What JSON Schema actually does
A JSON Schema is itself a JSON document that describes what valid JSON looks like. Here's a minimal example:
{
"$schema": "http://json-schema.org/draft-07/schema#",
"type": "object",
"required": ["id", "email"],
"properties": {
"id": { "type": "integer" },
"email": { "type": "string", "format": "email" },
"age": { "type": "integer", "minimum": 0, "maximum": 150 }
}
}
This schema says: the JSON must be an object with id (integer) and email (string, email format) as required fields. age is optional but, if present, must be a non-negative integer under 150.
Run any JSON against this schema and you get a pass/fail result with specific error messages.
The core keywords you need to know
Type keywords: "type": "string", "type": "integer", "type": "number", "type": "boolean", "type": "array", "type": "object", "type": "null". You can allow multiple types with an array: "type": ["string", "null"].
String constraints: minLength, maxLength, pattern (regex). For example: "pattern": "^[a-z]{2,3}$" would match a 2–3 character lowercase language code.
Number constraints: minimum, maximum, exclusiveMinimum, exclusiveMaximum, multipleOf.
Array constraints: items (schema for each element), minItems, maxItems, uniqueItems. With uniqueItems: true, duplicate entries fail validation.
Object constraints: properties (per-key schemas), required (list of required keys), additionalProperties (set to false to ban keys not listed in properties).
Combining schemas: allOf, anyOf, oneOf, not. These let you compose complex validation rules from simpler ones.
A real-world example
Say you're calling a payment API that returns transaction objects. You want to catch bad responses before they reach your business logic:
{
"$schema": "http://json-schema.org/draft-07/schema#",
"type": "object",
"required": ["transaction_id", "amount", "currency", "status"],
"properties": {
"transaction_id": { "type": "string", "minLength": 1 },
"amount": { "type": "number", "exclusiveMinimum": 0 },
"currency": { "type": "string", "pattern": "^[A-Z]{3}$" },
"status": { "type": "string", "enum": ["pending", "completed", "failed", "refunded"] },
"metadata": { "type": "object" }
},
"additionalProperties": false
}
This rejects: zero or negative amounts, currencies that aren't 3-letter ISO codes, statuses outside the defined enum, and any unexpected extra fields.
Where JSON Schema is used
- API contract testing — validate responses from external APIs before processing
-
Configuration files — VS Code uses JSON Schema to provide autocomplete and inline validation for
settings.json,launch.json, and many extension configs - Form validation — libraries like Ajv run schema validation client-side
- CI pipeline checks — validate generated artifacts before deploying
- OpenAPI specs — OpenAPI 3.x uses JSON Schema for request/response body definitions
Draft versions and compatibility
The most widely supported version is draft-07. Draft-04 is still common in older codebases.
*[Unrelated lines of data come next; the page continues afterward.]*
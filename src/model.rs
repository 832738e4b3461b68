// This file is part of arm_force_field.
//
// See the COPYRIGHT file at the top-level directory of this distribution
// for details of code ownership.
//
// This program is free software: you can redistribute it and/or modify
// it under the terms of the GNU General Public License as published by
// the Free Software Foundation, either version 3 of the License, or
// (at your option) any later version.
//
// This program is distributed in the hope that it will be useful,
// but WITHOUT ANY WARRANTY; without even the implied warranty of
// MERCHANTABILITY or FITNESS FOR A PARTICULAR PURPOSE.  See the
// GNU General Public License for more details.
//
// You should have received a copy of the GNU General Public License
// along with this program.  If not, see <https://www.gnu.org/licenses/>.

use log::debug;
use nalgebra::Vector3;
use serde::Serialize;

use crate::config::Config;
use crate::enums::{Landmark, Side};
use crate::error::ModelError;
use crate::posture::{Bilateral, Posture};
use crate::strength::bound_table::{BoundCode, StrengthBound};
use crate::strength::feature::{extract_features, Features};
use crate::strength::frame::ShoulderAxisSystem;
use crate::strength::gravity_moment::{ArmPosition, GravityMoment};
use crate::strength::math_tool::normalize;
use crate::strength::population::{validate_percent_capable, PopulationStrength};

/// Intermediate quantities of an arm.
#[derive(Serialize, Clone, PartialEq, Debug)]
pub struct ArmMechanics {
    // Hand, wrist, and elbow relative to the shoulder in the shoulder axis
    // system (SAS) of the arm in m.
    pub position: ArmPosition,
    // Unit force direction in the SAS of the arm.
    pub force_direction: Vector3<f64>,
    // Unit gravity vector in the SAS.
    pub gravity: Vector3<f64>,
    pub gravity_moment: GravityMoment,
    // Inputs of the strength network.
    pub features: Features,
}

/// Strength of an arm.
#[derive(Serialize, Clone, PartialEq, Debug)]
pub struct ArmResult {
    // Zero-gravity mean strength from the network in N.
    pub raw_strength: f64,
    // Raw strength saturated to the bound in N.
    pub bounded_strength: f64,
    // Standard deviation of the strength in the population in N.
    pub standard_deviation: f64,
    // Zero-gravity strength that the percent capable can reach in N.
    pub zero_gravity_strength_at_percentile: f64,
    // Component of the gravity force effect along the force in N.
    pub gravity_assist: f64,
    // Strength with the gravity that the percent capable can reach in N.
    pub gravity_adjusted_strength_at_percentile: f64,
    // Percentage of the population capable of the actual load.
    pub percent_capable_of_actual_load: f64,
    pub bound_code: BoundCode,
    pub bound: StrengthBound,
    pub mechanics: ArmMechanics,
}

pub struct Model {
    // Configuration shared by both arms.
    pub config: Config,
}

impl Model {
    /// Create a new model.
    ///
    /// # Arguments
    /// * `config` - Configuration.
    ///
    /// # Returns
    /// A new model.
    pub fn new(config: Config) -> Self {
        Self { config }
    }

    /// Evaluate the strength of both arms.
    ///
    /// # Arguments
    /// * `posture` - Posture and hand loads.
    /// * `percent_capable` - Percentage of the population that should be
    /// capable of the strength, in (0, 100).
    ///
    /// # Returns
    /// Strength of the left and right arms.
    ///
    /// # Errors
    /// If the percent capable is out of range or the geometry is degenerate.
    pub fn evaluate(
        &self,
        posture: &Posture,
        percent_capable: f64,
    ) -> Result<Bilateral<ArmResult>, ModelError> {
        validate_percent_capable(percent_capable)?;

        let landmarks = &posture.landmarks;
        let sas = ShoulderAxisSystem::new(
            landmarks.get(Landmark::LeftShoulder),
            landmarks.get(Landmark::RightShoulder),
            landmarks.get(Landmark::C7T1),
            landmarks.get(Landmark::L5S1),
        )?;

        Ok(Bilateral {
            left: self.evaluate_arm(posture, &sas, Side::Left, percent_capable)?,
            right: self.evaluate_arm(posture, &sas, Side::Right, percent_capable)?,
        })
    }

    /// Evaluate the strength of an arm.
    ///
    /// # Arguments
    /// * `posture` - Posture and hand loads.
    /// * `sas` - Shoulder axis system (SAS).
    /// * `side` - Side of the arm.
    /// * `percent_capable` - Percentage of the population that should be
    /// capable of the strength, in (0, 100).
    ///
    /// # Returns
    /// Strength of the arm.
    ///
    /// # Errors
    /// If the percent capable is out of range or the geometry is degenerate.
    pub fn evaluate_arm(
        &self,
        posture: &Posture,
        sas: &ShoulderAxisSystem,
        side: Side,
        percent_capable: f64,
    ) -> Result<ArmResult, ModelError> {
        let mechanics = self.arm_mechanics(posture, sas, side)?;

        let raw_strength = self.config.network.evaluate(&mechanics.features);

        let bound_code =
            BoundCode::classify(&mechanics.position.hand, &mechanics.force_direction);
        let bound = self
            .config
            .bound_table
            .get(&bound_code)
            .ok_or_else(|| ModelError::degenerate(&format!("{side} force direction")))?;
        let bounded_strength = bound.clamp(raw_strength);

        let population = PopulationStrength::new(
            bounded_strength,
            self.config.population.coefficient_of_variation,
        )?;
        let zero_gravity_strength_at_percentile =
            population.strength_at_percent_capable(percent_capable)?;

        // Gravity helps when the assist is positive, so the hand needs less
        // zero-gravity strength to hold the same load.
        let gravity_assist = mechanics
            .gravity_moment
            .gravity_assist(&mechanics.force_direction);
        let percent_capable_of_actual_load =
            population.percent_capable(posture.actual_load.get(side) - gravity_assist);

        debug!(
            "{side} arm: code {bound_code:?}, raw strength {raw_strength:.3} N, bounded strength {bounded_strength:.3} N, gravity assist {gravity_assist:.3} N."
        );

        Ok(ArmResult {
            raw_strength,
            bounded_strength,
            standard_deviation: population.standard_deviation(),
            zero_gravity_strength_at_percentile,
            gravity_assist,
            gravity_adjusted_strength_at_percentile: zero_gravity_strength_at_percentile
                + gravity_assist,
            percent_capable_of_actual_load,
            bound_code,
            bound,
            mechanics,
        })
    }

    /// Calculate the intermediate quantities of an arm.
    ///
    /// # Notes
    /// The positions and force direction are mirrored for the left arm, but
    /// the gravity is not.
    ///
    /// # Arguments
    /// * `posture` - Posture and hand loads.
    /// * `sas` - Shoulder axis system (SAS).
    /// * `side` - Side of the arm.
    ///
    /// # Returns
    /// Intermediate quantities.
    ///
    /// # Errors
    /// If the force direction or gravity moment is degenerate.
    fn arm_mechanics(
        &self,
        posture: &Posture,
        sas: &ShoulderAxisSystem,
        side: Side,
    ) -> Result<ArmMechanics, ModelError> {
        let [hand, wrist, elbow, shoulder] =
            Landmark::arm(side).map(|landmark| posture.landmarks.get(landmark));
        let to_arm = |point: &Vector3<f64>| sas.transform_arm(&(point - shoulder), side);

        let position = ArmPosition {
            hand: to_arm(hand),
            wrist: to_arm(wrist),
            elbow: to_arm(elbow),
        };

        let force_direction = sas.transform_arm(
            &normalize(
                posture.force_direction.get(side),
                &format!("{side} force direction"),
            )?,
            side,
        );
        let gravity = sas.transform(&self.config.population.gravity);

        let gravity_moment = GravityMoment::new(
            &position,
            &gravity,
            self.config.population.body_mass,
            &self.config.population.segments,
        )
        .map_err(|error| match error {
            ModelError::DegenerateGeometry { vector } => {
                ModelError::degenerate(&format!("{side} {vector}"))
            }
            _ => error,
        })?;

        Ok(ArmMechanics {
            features: extract_features(&position.hand, &force_direction),
            position,
            force_direction,
            gravity,
            gravity_moment,
        })
    }
}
Newer drafts (2019-09, 2020-12) add features like $defs, unevaluatedProperties, and prefixItems for tuple validation, but library support is patchy.
If you're starting fresh, use draft-07 — you get broad tool and library support with minimal compatibility headaches.
Validating quickly without writing code
If you want to test a schema against some JSON right now without setting up a project, you can use a browser-based validator. I built one at SnappyTools JSON Formatter for formatting and validating JSON structure — paste your JSON, see errors highlighted instantly, all client-side with no data sent anywhere.
For schema-specific validation (pairing a schema with an instance and seeing which keywords fail), tools like jsonschema.dev and jsonschemavalidator.net are useful references.
The quick takeaway
JSON Schema is the most practical way to add a validation layer between your app and untrusted JSON data. You don't need a library for simple cases — just knowing the keywords lets you write schemas by hand and reason about what JSON your code will accept.
Start with type, required, and properties. Add minimum/maximum for numbers, pattern for strings, and enum for fixed value sets. That covers 80% of real-world validation needs.